Exercise instructions ▸
Below is some data. Retype exactly the lines starting at the one with "pub mod unix;" and ending at the one with "if the namespace".

--- Supplied material Enclosed Below ---

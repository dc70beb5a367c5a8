//! Platform Capabilities - Named Objects Behind a Trait
//!
//! The bootstrap retry loop and name derivation are portable; the objects
//! they manipulate are not. This module defines the small set of
//! operations the runtime needs from the operating system:
//!
//! - create / open a secured namespace scoped by a [`BoundaryDescriptor`]
//! - create-or-open a named mutex inside it
//! - block until that mutex is owned
//! - release ownership and destroy the local handle
//!
//! # Implementations:
//! - [`UnixPlatform`](unix::UnixPlatform): owner-restricted directories
//!   and `flock(2)` lock files, shared between processes
//! - [`MemoryPlatform`](memory::MemoryPlatform): in-process objects with
//!   race and failure injection for exercising the retry paths

pub mod memory;
pub mod unix;

pub use memory::MemoryPlatform;
pub use unix::UnixPlatform;

use crate::config::Principal;
use crate::error::SystemError;
use crate::naming::ObjectName;

/// Describes the trust boundary a secured namespace is scoped to.
///
/// Built by the runtime during bootstrap from configuration, never from
/// per-call caller input, and dropped once the namespace is created or
/// opened.
#[derive(Debug, Clone, PartialEq, Eq)]
pub struct BoundaryDescriptor {
    name: String,
    principal: Principal,
}

impl BoundaryDescriptor {
    /// Create a boundary tagged with `principal`.
    pub fn new(name: impl Into<String>, principal: Principal) -> Self {
        Self {
            name: name.into(),
            principal,
        }
    }

    /// Boundary name.
    pub fn name(&self) -> &str {
        &self.name
    }

    /// The well-known principal allowed inside the boundary.
    pub fn principal(&self) -> Principal {
        self.principal
    }
}

/// How ownership of a mutex was obtained.
#[derive(Debug, Clone, Copy, PartialEq, Eq)]
pub enum WaitOutcome {
    /// The previous owner released it.
    Acquired,
    /// The previous owner went away without releasing it.
    Abandoned,
}

/// Result alias for platform calls.
pub type PlatformResult<T> = std::result::Result<T, SystemError>;

/// Operating system capabilities required by the namespace runtime.
///
/// Implementations must be shareable across threads: one platform value
/// backs every guard handed out by a runtime.
pub trait NamespacePlatform: Send + Sync + 'static {
    /// A local handle to a named mutex.
    type Mutex: Send + 'static;

    /// Create a new secured namespace.
    ///
    /// Must fail with [`SystemError::AlreadyExists`] if it already exists.
    fn create_namespace(&self, boundary: &BoundaryDescriptor, name: &str) -> PlatformResult<()>;

    /// Open an existing secured namespace.
    ///
    /// Must fail with [`SystemError::PathNotFound`] if the namespace
    /// disappeared since it was observed.
    fn open_namespace(&self, boundary: &BoundaryDescriptor, name: &str) -> PlatformResult<()>;

    /// Create or open a named mutex without taking ownership.
    fn create_or_open_mutex(&self, name: &ObjectName) -> PlatformResult<Self::Mutex>;

    /// Block until the calling thread owns `mutex`. No timeout.
    fn wait_acquire(&self, mutex: &Self::Mutex) -> PlatformResult<WaitOutcome>;

    /// Release ownership of `mutex`, then destroy the local handle.
    fn release(&self, mutex: Self::Mutex);

    /// Destroy a handle that was never acquired.
    fn close(&self, mutex: Self::Mutex) {
        drop(mutex);
    }
}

--- End of Enclosed Supplied material ---

Result ▸
pub mod unix;

pub use memory::MemoryPlatform;
pub use unix::UnixPlatform;

use crate::config::Principal;
use crate::error::SystemError;
use crate::naming::ObjectName;

/// Describes the trust boundary a secured namespace is scoped to.
///
/// Built by the runtime during bootstrap from configuration, never from
/// per-call caller input, and dropped once the namespace is created or
/// opened.
#[derive(Debug, Clone, PartialEq, Eq)]
pub struct BoundaryDescriptor {
    name: String,
    principal: Principal,
}

impl BoundaryDescriptor {
    /// Create a boundary tagged with `principal`.
    pub fn new(name: impl Into<String>, principal: Principal) -> Self {
        Self {
            name: name.into(),
            principal,
        }
    }

    /// Boundary name.
    pub fn name(&self) -> &str {
        &self.name
    }

    /// The well-known principal allowed inside the boundary.
    pub fn principal(&self) -> Principal {
        self.principal
    }
}

/// How ownership of a mutex was obtained.
#[derive(Debug, Clone, Copy, PartialEq, Eq)]
pub enum WaitOutcome {
    /// The previous owner released it.
    Acquired,
    /// The previous owner went away without releasing it.
    Abandoned,
}

/// Result alias for platform calls.
pub type PlatformResult<T> = std::result::Result<T, SystemError>;

/// Operating system capabilities required by the namespace runtime.
///
/// Implementations must be shareable across threads: one platform value
/// backs every guard handed out by a runtime.
pub trait NamespacePlatform: Send + Sync + 'static {
    /// A local handle to a named mutex.
    type Mutex: Send + 'static;

    /// Create a new secured namespace.
    ///
    /// Must fail with [`SystemError::AlreadyExists`] if it already exists.
    fn create_namespace(&self, boundary: &BoundaryDescriptor, name: &str) -> PlatformResult<()>;

    /// Open an existing secured namespace.
    ///
    /// Must fail with [`SystemError::PathNotFound`] if the namespace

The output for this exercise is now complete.